:: TASK INPUTS ::
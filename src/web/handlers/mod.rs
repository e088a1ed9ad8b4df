//! Web 路由处理器

pub mod api;
pub mod pages;

pub use api::*;
pub use pages::*;
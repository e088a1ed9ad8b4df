//! 令牌桶限流器
//!
//! 全局单桶：容量为 `burst`，每隔 `refill_interval` 补充一个令牌，
//! 补充按经过时间连续计算（允许小数令牌）。启动时桶是满的。

use std::sync::{Mutex, PoisonError};
use std::time::{Duration, Instant};

use crate::translation::config::constants;

/// 限流器配置
#[derive(Debug, Clone, PartialEq)]
pub struct RateLimiterConfig {
    /// 补充一个令牌所需的时间
    pub refill_interval: Duration,
    /// 桶容量
    pub burst: u32,
}

impl RateLimiterConfig {
    /// 由每分钟请求数换算补充周期
    pub fn per_minute(rpm: u32, burst: u32) -> Self {
        Self {
            refill_interval: Duration::from_secs(60) / rpm.max(1),
            burst,
        }
    }
}

impl Default for RateLimiterConfig {
    fn default() -> Self {
        Self::per_minute(
            constants::DEFAULT_RATE_LIMIT_RPM,
            constants::DEFAULT_RATE_LIMIT_BURST,
        )
    }
}

#[derive(Debug)]
struct Bucket {
    tokens: f64,
    last_refill: Instant,
}

/// 令牌桶限流器
#[derive(Debug)]
pub struct RateLimiter {
    bucket: Mutex<Bucket>,
    /// 每秒补充的令牌数
    rate: f64,
    capacity: f64,
}

impl RateLimiter {
    pub fn new(config: RateLimiterConfig) -> Self {
        let secs = config.refill_interval.as_secs_f64();
        let rate = if secs > 0.0 { 1.0 / secs } else { f64::INFINITY };
        let capacity = f64::from(config.burst);

        Self {
            bucket: Mutex::new(Bucket {
                tokens: capacity,
                last_refill: Instant::now(),
            }),
            rate,
            capacity,
        }
    }

    /// 尝试取走一个令牌，成功返回 `true`，不会阻塞等待
    pub fn allow(&self) -> bool {
        let mut bucket = self.bucket.lock().unwrap_or_else(PoisonError::into_inner);
        self.refill(&mut bucket);

        if bucket.tokens >= 1.0 {
            bucket.tokens -= 1.0;
            true
        } else {
            tracing::debug!("令牌不足，拒绝请求");
            false
        }
    }

    /// 当前可用的整数令牌数
    pub fn available(&self) -> u32 {
        let mut bucket = self.bucket.lock().unwrap_or_else(PoisonError::into_inner);
        self.refill(&mut bucket);
        bucket.tokens.floor() as u32
    }

    pub fn capacity(&self) -> u32 {
        self.capacity as u32
    }

    fn refill(&self, bucket: &mut Bucket) {
        let now = Instant::now();
        let elapsed = now.duration_since(bucket.last_refill).as_secs_f64();
        bucket.tokens = (bucket.tokens + elapsed * self.rate).min(self.capacity);
        bucket.last_refill = now;
    }
}

impl Default for RateLimiter {
    fn default() -> Self {
        Self::new(RateLimiterConfig::default())
    }
}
:::
**WHAT TO DO:** Go through the material line by line. Show each line that contains the string "constants".

**RESULT FOR THIS EXERCISE:**
use crate::translation::config::constants;
            constants::DEFAULT_RATE_LIMIT_RPM,
            constants::DEFAULT_RATE_LIMIT_BURST,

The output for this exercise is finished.